Le langage théâtral se délimite également de la langue écrite par l’utilisation exclusive du style direct. Le dialogue théâtral est organisé par rapport au système du présent, la parole théâtrale est “immédiate, récusant toute présence du passé autre qu’indirecte” (A. Ubersfeld, 1996a: 15). Les seules parties du texte de théâtre qui relèvent de la langue écrite sont les didascalies.

Il est généralement admis qu’au théâtre la parole est action, que tout discours des personnages est action parlée. L’activité langagière des personnages est le seul moteur de la pièce et conduit à la transformation de l’univers dramatique. Dans le théâtre de Beckett, de Adamov, de Ionesco, par exemple, le dialogue et le discours constituent les seules actions des pièces; on se trouve en présence des textes dramatiques “où les jeux de langage sont au centre même de l’action et où le texte dramatique est le théâtre d’une action performative” (P. Pavis, 1980: 114). Mais, au théâtre, la parole peut être instrument de l’action. Cette fonction du langage théâtral est exploitée surtout dans le théâtre classique, où le dialogue déclenche l’action ou la commente. La double fonction du langage théâtral permet d’explorer les rapports qui existent entre les personnages et leurs discours, entre la parole et le cadre de son énonciation. Dialogue et action entretiennent, au théâtre, des relations qui varient en fonction des formes théâtrales, les dramaturges ayant à leur disposition la possibilité de combiner ou d’alterner les deux statuts du langage dramatique.
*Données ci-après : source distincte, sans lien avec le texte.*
//! Micro-grammars for string-encoded manifest fields.
//!
//! Each grammar is strict: a value either parses into a typed view
//! borrowing from the input, or fails with the first rule it breaks.
//! The user-facing wording of a failure is chosen by the validator that
//! owns the field, since it knows the module and field names involved.

use std::sync::LazyLock;

use regex::Regex;
use thiserror::Error;

use crate::catalog::{self, Environment, Executor};

// ---------------------------------------------------------------------------
// Names
// ---------------------------------------------------------------------------

/// Why a module or argument identifier was rejected.
///
/// The `Display` text completes the sentence
/// "The module name X is invalid, ...".
#[derive(Debug, Clone, Copy, PartialEq, Eq, Error)]
pub enum NameError {
    #[error("it can only contain alphanumeric characters.")]
    InvalidCharacters,
    #[error("it can not contain consecutive dashes or underscores")]
    ConsecutiveSeparators,
    #[error("it can not start with dashes or underscores")]
    LeadingSeparator,
    #[error("it can not end with dashes or underscores")]
    TrailingSeparator,
}

fn is_separator(ch: char) -> bool {
    matches!(ch, '-' | '_')
}

/// Validates an identifier; rules are checked in order and the first
/// failure wins.
///
/// # Examples
///
/// ```
/// use biolib_config_core::grammar::{NameError, validate_name};
///
/// assert_eq!(validate_name("step-1"), Ok("step-1"));
/// assert_eq!(validate_name("step 1"), Err(NameError::InvalidCharacters));
/// assert_eq!(validate_name("a_-b"), Err(NameError::ConsecutiveSeparators));
/// assert_eq!(validate_name("_a"), Err(NameError::LeadingSeparator));
/// assert_eq!(validate_name("a-"), Err(NameError::TrailingSeparator));
/// ```
pub fn validate_name(name: &str) -> Result<&str, NameError> {
    if name.is_empty()
        || !name
            .chars()
            .all(|ch| ch.is_ascii_alphanumeric() || is_separator(ch))
    {
        return Err(NameError::InvalidCharacters);
    }

    let bytes = name.as_bytes();
    if bytes
        .windows(2)
        .any(|pair| is_separator(pair[0] as char) && is_separator(pair[1] as char))
    {
        return Err(NameError::ConsecutiveSeparators);
    }

    if name.starts_with(is_separator) {
        return Err(NameError::LeadingSeparator);
    }

    if name.ends_with(is_separator) {
        return Err(NameError::TrailingSeparator);
    }

    Ok(name)
}

// ---------------------------------------------------------------------------
// File mappings
// ---------------------------------------------------------------------------

static POSITIONAL_VARIABLE: LazyLock<Regex> =
    LazyLock::new(|| Regex::new(r"\$[1-9][0-9]*").expect("static regex must compile"));
static NUMERIC_VARIABLE: LazyLock<Regex> =
    LazyLock::new(|| Regex::new(r"\$[0-9]+").expect("static regex must compile"));

/// A parsed `COPY <from> <to>` directive.
#[derive(Debug, Clone, Copy, PartialEq, Eq)]
pub struct FileMapping<'a> {
    pub from: &'a str,
    pub to: &'a str,
}

/// Why a file-mapping directive was rejected.
#[derive(Debug, Clone, PartialEq, Eq, Error)]
pub enum MappingError {
    /// The directive is not exactly three space-separated tokens.
    #[error("expected exactly three space-separated tokens")]
    WrongArity,
    /// The first token is not `COPY`.
    #[error("directive does not start with COPY")]
    MissingCopy,
    /// A `$` that is not part of a `$N` positional token.
    #[error("path {path} uses an invalid variable")]
    InvalidVariable { path: String },
    /// A directory source mapped to a file destination.
    #[error("directory source mapped to a non-directory destination")]
    DirectoryToFile,
    /// A path that is neither absolute nor a variable.
    #[error("path {path} is not absolute")]
    RelativePath { path: String },
    /// A path containing `//`.
    #[error("path contains consecutive slashes")]
    ConsecutiveSlashes,
}

fn has_invalid_variable(path: &str) -> bool {
    POSITIONAL_VARIABLE.replace_all(path, "").contains('$')
}

fn is_absolute_or_variable(path: &str) -> bool {
    path.starts_with('/') || path.starts_with('$')
}

impl<'a> FileMapping<'a> {
    /// Parses a mapping directive.
    ///
    /// # Examples
    ///
    /// ```
    /// use biolib_config_core::grammar::{FileMapping, MappingError};
    ///
    /// let mapping = FileMapping::parse("COPY /a/ /b/").unwrap();
    /// assert_eq!((mapping.from, mapping.to), ("/a/", "/b/"));
    /// assert!(FileMapping::parse("COPY /a $1").is_ok());
    /// assert_eq!(
    ///     FileMapping::parse("COPY /a/ /b"),
    ///     Err(MappingError::DirectoryToFile)
    /// );
    /// ```
    pub fn parse(directive: &'a str) -> Result<Self, MappingError> {
        let parts: Vec<&str> = directive.split(' ').collect();
        let [command, from, to] = parts[..] else {
            return Err(MappingError::WrongArity);
        };
        if command != "COPY" {
            return Err(MappingError::MissingCopy);
        }

        for path in [from, to] {
            if has_invalid_variable(path) {
                return Err(MappingError::InvalidVariable {
                    path: path.to_string(),
                });
            }
        }

        let to_with_bare_variables = NUMERIC_VARIABLE.replace_all(to, "$");
        if from.ends_with('/') && !to.ends_with('/') && !to_with_bare_variables.ends_with('$') {
            return Err(MappingError::DirectoryToFile);
        }

        for path in [to, from] {
            if !is_absolute_or_variable(path) {
                return Err(MappingError::RelativePath {
                    path: path.to_string(),
                });
            }
        }

        if from.contains("//") || to.contains("//") {
            return Err(MappingError::ConsecutiveSlashes);
        }

        Ok(Self { from, to })
    }

    /// Returns `true` if the source is a directory.
    pub fn is_directory(&self) -> bool {
        self.from.ends_with('/')
    }
}

// ---------------------------------------------------------------------------
// Executor specifiers
// ---------------------------------------------------------------------------

/// A `<executor>:<version>` pair resolved against the executor table.
#[derive(Debug, Clone, Copy, PartialEq, Eq)]
pub struct ExecutorSpec<'a> {
    pub executor: &'static Executor,
    pub version: &'a str,
}

/// Why an executor specifier was rejected.
#[derive(Debug, Clone, PartialEq, Eq, Error)]
pub enum ExecutorError {
    /// Not exactly one `:` separating name and version.
    #[error("expected exactly one ':' between executor name and version")]
    MissingSeparator,
    /// The executor name is not in the table.
    #[error("unknown executor {name}")]
    UnknownExecutor { name: String },
    /// The executor exists but does not ship the version.
    #[error("executor {} does not support version {version}", .executor.name)]
    UnsupportedVersion {
        executor: &'static Executor,
        version: String,
    },
}

impl<'a> ExecutorSpec<'a> {
    /// Parses a specifier, resolving the name with `lookup`.
    fn parse_with(
        spec: &'a str,
        lookup: fn(&str) -> Option<&'static Executor>,
    ) -> Result<Self, ExecutorError> {
        let Some((name, version)) = spec.split_once(':') else {
            return Err(ExecutorError::MissingSeparator);
        };
        if version.contains(':') {
            return Err(ExecutorError::MissingSeparator);
        }

        let executor = lookup(name).ok_or_else(|| ExecutorError::UnknownExecutor {
            name: name.to_string(),
        })?;
        if !executor.supports(version) {
            return Err(ExecutorError::UnsupportedVersion {
                executor,
                version: version.to_string(),
            });
        }

        Ok(Self { executor, version })
    }

    /// Parses a managed executor reference (`python:3.9`).
    pub fn parse(spec: &'a str) -> Result<Self, ExecutorError> {
        Self::parse_with(spec, catalog::executor)
    }

    /// Parses a legacy `executor` field, accepting legacy executor names.
    ///
    /// # Examples
    ///
    /// ```
    /// use biolib_config_core::grammar::{ExecutorError, ExecutorSpec};
    ///
    /// let spec = ExecutorSpec::parse_legacy("python:*").unwrap();
    /// assert_eq!(spec.executor.name, "python");
    /// assert_eq!(
    ///     ExecutorSpec::parse_legacy("python"),
    ///     Err(ExecutorError::MissingSeparator)
    /// );
    /// ```
    pub fn parse_legacy(spec: &'a str) -> Result<Self, ExecutorError> {
        Self::parse_with(spec, catalog::legacy_executor)
    }
}

// ---------------------------------------------------------------------------
// Image URIs
// ---------------------------------------------------------------------------

/// A parsed `<environment>://<reference>` image URI.
#[derive(Debug, Clone, Copy, PartialEq, Eq)]
pub struct ImageUri<'a> {
    pub environment: Environment,
    /// Everything after `://`.
    pub reference: &'a str,
    /// Set when the reference names a platform-managed executor image.
    pub managed: Option<ExecutorSpec<'a>>,
}

/// Why an image URI was rejected.
#[derive(Debug, Clone, PartialEq, Eq, Error)]
pub enum ImageError {
    /// No `://` separator.
    #[error("image has no environment scheme")]
    MissingScheme,
    /// The scheme is not a known environment.
    #[error("unknown image environment {scheme}")]
    UnknownEnvironment { scheme: String },
    /// A managed image reference that failed the executor grammar.
    #[error("invalid managed image: {0}")]
    Managed(#[from] ExecutorError),
}

impl<'a> ImageUri<'a> {
    /// Parses an image URI.
    ///
    /// # Examples
    ///
    /// ```
    /// use biolib_config_core::catalog::Environment;
    /// use biolib_config_core::grammar::{ImageError, ImageUri};
    ///
    /// let image = ImageUri::parse("biolib-app://biolib/python:3.9").unwrap();
    /// assert_eq!(image.environment, Environment::BiolibApp);
    /// assert_eq!(image.managed.map(|spec| spec.version), Some("3.9"));
    ///
    /// assert!(ImageUri::parse("dockerhub://ubuntu:22.04").unwrap().managed.is_none());
    /// assert_eq!(ImageUri::parse("ubuntu"), Err(ImageError::MissingScheme));
    /// ```
    pub fn parse(image: &'a str) -> Result<Self, ImageError> {
        let Some((scheme, reference)) = image.split_once("://") else {
            return Err(ImageError::MissingScheme);
        };
        let environment =
            Environment::from_scheme(scheme).ok_or_else(|| ImageError::UnknownEnvironment {
                scheme: scheme.to_string(),
            })?;

        let managed = match (
            environment,
            reference.strip_prefix(catalog::MANAGED_IMAGE_NAMESPACE),
        ) {
            (Environment::BiolibApp, Some(spec)) => Some(ExecutorSpec::parse(spec)?),
            _ => None,
        };

        Ok(Self {
            environment,
            reference,
            managed,
        })
    }
}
Pourtant, il faut préciser que les personnages de théâtre simulent la parole; le dialogue de théâtre ne fait que donner l’illusion d’une conversation authentique. Le dialogue de théâtre peut constituer un terrain privilégié d’observation des mécanismes de la conversation ordinaire et permet de rendre compte du fonctionnement des lois conversationnelles, des rapports de place, des négociations. Mais dans la situation de communication théâtrale rien n’est laissé au hasard et les accidents communicatifs qui peuvent y apparaître doivent être perçus par les spectateurs/lecteurs, obligés de sémantiser chaque signe, comme porteurs de significations. Le dialogue théâtral a un effet sur le spectateur/lecteur, qui doit repérer, à travers les énoncés prononcés par les personnages, les lois propres à l’univers fictif de la pièce. Les irrégularités conversationnelles qui peuvent surgir dans le dialogue de théâtre sont exploitées par le dramaturge afin de produire certains effets et doivent être saisies comme intentionnelles par les spectateurs/lecteurs, appelés à recourir à leurs aptitudes inférentielles pour la découverte des signifiés implicites. Le dialogue de théâtre est perçu à chaque instant comme dialogue littéraire, il a une valeur esthétique et semble dire “je suis un dialogue de théâtre” (A. Ubersfeld, 1996a: 8). Il est une véritable “mise en scène de la conversation”, d’où son caractère paradoxal: réel et esthétique à la fois, fictif mais, en même temps, “plus proche du réel qu’une peinture ou un roman dont le caractère d’artefact est immédiatement perçu” (A. Ubersfeld, 1996a: 8).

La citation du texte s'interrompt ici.